Exercise details:
Please print all of the records shown below, exactly as given.

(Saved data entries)
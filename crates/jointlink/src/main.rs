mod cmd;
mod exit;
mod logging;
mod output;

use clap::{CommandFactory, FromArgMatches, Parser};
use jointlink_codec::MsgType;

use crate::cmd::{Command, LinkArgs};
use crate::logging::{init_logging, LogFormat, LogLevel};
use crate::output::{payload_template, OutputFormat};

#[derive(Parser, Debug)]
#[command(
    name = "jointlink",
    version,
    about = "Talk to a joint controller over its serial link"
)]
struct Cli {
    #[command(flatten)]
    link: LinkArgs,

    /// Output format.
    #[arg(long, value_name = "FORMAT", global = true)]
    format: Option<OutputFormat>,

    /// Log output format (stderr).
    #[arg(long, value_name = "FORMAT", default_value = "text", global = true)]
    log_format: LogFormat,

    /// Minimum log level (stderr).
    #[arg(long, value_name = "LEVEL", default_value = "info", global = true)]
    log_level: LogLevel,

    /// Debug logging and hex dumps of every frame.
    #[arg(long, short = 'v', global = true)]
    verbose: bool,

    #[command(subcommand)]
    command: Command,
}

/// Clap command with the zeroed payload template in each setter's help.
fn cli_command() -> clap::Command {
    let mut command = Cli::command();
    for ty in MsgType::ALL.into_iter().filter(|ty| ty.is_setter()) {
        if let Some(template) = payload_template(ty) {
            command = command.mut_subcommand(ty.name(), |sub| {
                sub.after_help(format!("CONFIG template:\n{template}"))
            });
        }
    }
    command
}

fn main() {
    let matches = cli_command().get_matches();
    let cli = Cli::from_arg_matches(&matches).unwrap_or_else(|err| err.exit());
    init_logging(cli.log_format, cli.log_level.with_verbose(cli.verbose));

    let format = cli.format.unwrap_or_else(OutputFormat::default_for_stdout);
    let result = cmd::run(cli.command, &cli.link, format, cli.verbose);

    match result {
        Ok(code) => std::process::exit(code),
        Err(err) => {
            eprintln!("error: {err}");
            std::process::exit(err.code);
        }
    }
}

Output below:
filename crates/jointlink/src/main.rs
mod cmd;
mod exit;
mod logging;
mod output;

use clap::{CommandFactory, FromArgMatches, Parser};
use jointlink_codec::MsgType;

use crate::cmd::{Command, LinkArgs};
use crate::logging::{init_logging, LogFormat, LogLevel};
use crate::output::{payload_template, OutputFormat};

#[derive(Parser, Debug)]
#[command(
    name = "jointlink",
    version,
    about = "Talk to a joint controller over its serial link"
)]
struct Cli {
    #[command(flatten)]
    link: LinkArgs,

    /// Output format.
    #[arg(long, value_name = "FORMAT", global = true)]
    format: Option<OutputFormat>,

    /// Log output format (stderr).
    #[arg(long, value_name = "FORMAT", default_value = "text", global = true)]
    log_format: LogFormat,

    /// Minimum log level (stderr).
    #[arg(long, value_name = "LEVEL", default_value = "info", global = true)]
    log_level: LogLevel,

    /// Debug logging and hex dumps of every frame.
    #[arg(long, short = 'v', global = true)]
    verbose: bool,

    #[command(subcommand)]
    command: Command,
}

/// Clap command with the zeroed payload template in each setter's help.
fn cli_command() -> clap::Command {
    let mut command = Cli::command();
    for ty in MsgType::ALL.into_iter().filter(|ty| ty.is_setter()) {
        if let Some(template) = payload_template(ty) {
            command = command.mut_subcommand(ty.name(), |sub| {
                sub.after_help(format!("CONFIG template:\n{template}"))
            });
        }
    }
    command
}

fn main() {
    let matches = cli_command().get_matches();
    let cli = Cli::from_arg_matches(&matches).unwrap_or_else(|err| err.exit());
    init_logging(cli.log_format, cli.log_level.with_verbose(cli.verbose));

    let format = cli.format.unwrap_or_else(OutputFormat::default_for_stdout);
    let result = cmd::run(cli.command, &cli.link, format, cli.verbose);

    match result {
        Ok(code) => std::process::exit(code),
        Err(err) => {
            eprintln!("error: {err}");
            std::process::exit(err.code);
        }
    }
}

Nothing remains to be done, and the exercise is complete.